The records below are to be transcribed word for word.

(Recorded data)
▶
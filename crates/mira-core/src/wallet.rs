//! Wallet and ledger view types.
//!
//! The ledger itself lives in the backend; these are read models
//! returned by the wallet endpoints.

use crate::money::Amount;
use chrono::{DateTime, Utc};
use serde::{Deserialize, Serialize};
use serde_json::Value;
use uuid::Uuid;

/// Ledger transaction classification.
#[derive(Debug, Clone, Copy, PartialEq, Eq, Serialize, Deserialize)]
#[serde(rename_all = "SCREAMING_SNAKE_CASE")]
pub enum TransactionType {
    Deposit,
    Withdrawal,
    TradePnl,
    Fee,
    ProfitShare,
    Referral,
    Adjustment,
}

impl TransactionType {
    /// Wire representation, used for query-string filters.
    pub fn as_str(&self) -> &'static str {
        match self {
            Self::Deposit => "DEPOSIT",
            Self::Withdrawal => "WITHDRAWAL",
            Self::TradePnl => "TRADE_PNL",
            Self::Fee => "FEE",
            Self::ProfitShare => "PROFIT_SHARE",
            Self::Referral => "REFERRAL",
            Self::Adjustment => "ADJUSTMENT",
        }
    }
}

/// A user's account within the ledger (one per currency/type).
#[derive(Debug, Clone, Serialize, Deserialize)]
pub struct LedgerAccount {
    pub id: Uuid,
    pub user_id: Uuid,
    pub currency: String,
    #[serde(rename = "type")]
    pub account_type: String,
    pub balance: Amount,
    pub is_active: bool,
    pub created_at: DateTime<Utc>,
    pub updated_at: DateTime<Utc>,
}

/// A single double-entry ledger posting against an account.
#[derive(Debug, Clone, Serialize, Deserialize)]
pub struct LedgerEntry {
    pub id: Uuid,
    pub account_id: Uuid,
    pub transaction_type: TransactionType,
    pub amount: Amount,
    pub currency: String,
    pub balance_before: Amount,
    pub balance_after: Amount,
    pub description: String,
    pub reference: Option<String>,
    pub metadata: Option<Value>,
    pub created_at: DateTime<Utc>,
}

impl LedgerEntry {
    /// Consistency check on a single posting.
    pub fn balances_consistent(&self) -> bool {
        self.balance_before + self.amount == self.balance_after
    }
}

/// Aggregate wallet balance summary.
#[derive(Debug, Clone, Serialize, Deserialize)]
pub struct WalletBalance {
    pub total: Amount,
    pub available: Amount,
    pub locked: Amount,
    pub currency: String,
}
◀
_Response to the exercise_
filename crates/mira-core/src/wallet.rs
//! Wallet and ledger view types.
//!
//! The ledger itself lives in the backend; these are read models
//! returned by the wallet endpoints.

use crate::money::Amount;
use chrono::{DateTime, Utc};
use serde::{Deserialize, Serialize};
use serde_json::Value;
use uuid::Uuid;

/// Ledger transaction classification.
#[derive(Debug, Clone, Copy, PartialEq, Eq, Serialize, Deserialize)]
#[serde(rename_all = "SCREAMING_SNAKE_CASE")]
pub enum TransactionType {
    Deposit,
    Withdrawal,
    TradePnl,
    Fee,
    ProfitShare,
    Referral,
    Adjustment,
}

impl TransactionType {
    /// Wire representation, used for query-string filters.
    pub fn as_str(&self) -> &'static str {
        match self {
            Self::Deposit => "DEPOSIT",
            Self::Withdrawal => "WITHDRAWAL",
            Self::TradePnl => "TRADE_PNL",
            Self::Fee => "FEE",
            Self::ProfitShare => "PROFIT_SHARE",
            Self::Referral => "REFERRAL",
            Self::Adjustment => "ADJUSTMENT",
        }
    }
}

/// A user's account within the ledger (one per currency/type).
#[derive(Debug, Clone, Serialize, Deserialize)]
pub struct LedgerAccount {
    pub id: Uuid,
    pub user_id: Uuid,
    pub currency: String,
    #[serde(rename = "type")]
    pub account_type: String,
    pub balance: Amount,
    pub is_active: bool,
    pub created_at: DateTime<Utc>,
    pub updated_at: DateTime<Utc>,
}

/// A single double-entry ledger posting against an account.
#[derive(Debug, Clone, Serialize, Deserialize)]
pub struct LedgerEntry {
    pub id: Uuid,
    pub account_id: Uuid,
    pub transaction_type: TransactionType,
    pub amount: Amount,
    pub currency: String,
    pub balance_before: Amount,
    pub balance_after: Amount,
    pub description: String,
    pub reference: Option<String>,
    pub metadata: Option<Value>,
    pub created_at: DateTime<Utc>,
}

impl LedgerEntry {
    /// Consistency check on a single posting.
    pub fn balances_consistent(&self) -> bool {
        self.balance_before + self.amount == self.balance_after
    }
}

/// Aggregate wallet balance summary.
#[derive(Debug, Clone, Serialize, Deserialize)]
pub struct WalletBalance {
    pub total: Amount,
    pub available: Amount,
    pub locked: Amount,
    pub currency: String,
}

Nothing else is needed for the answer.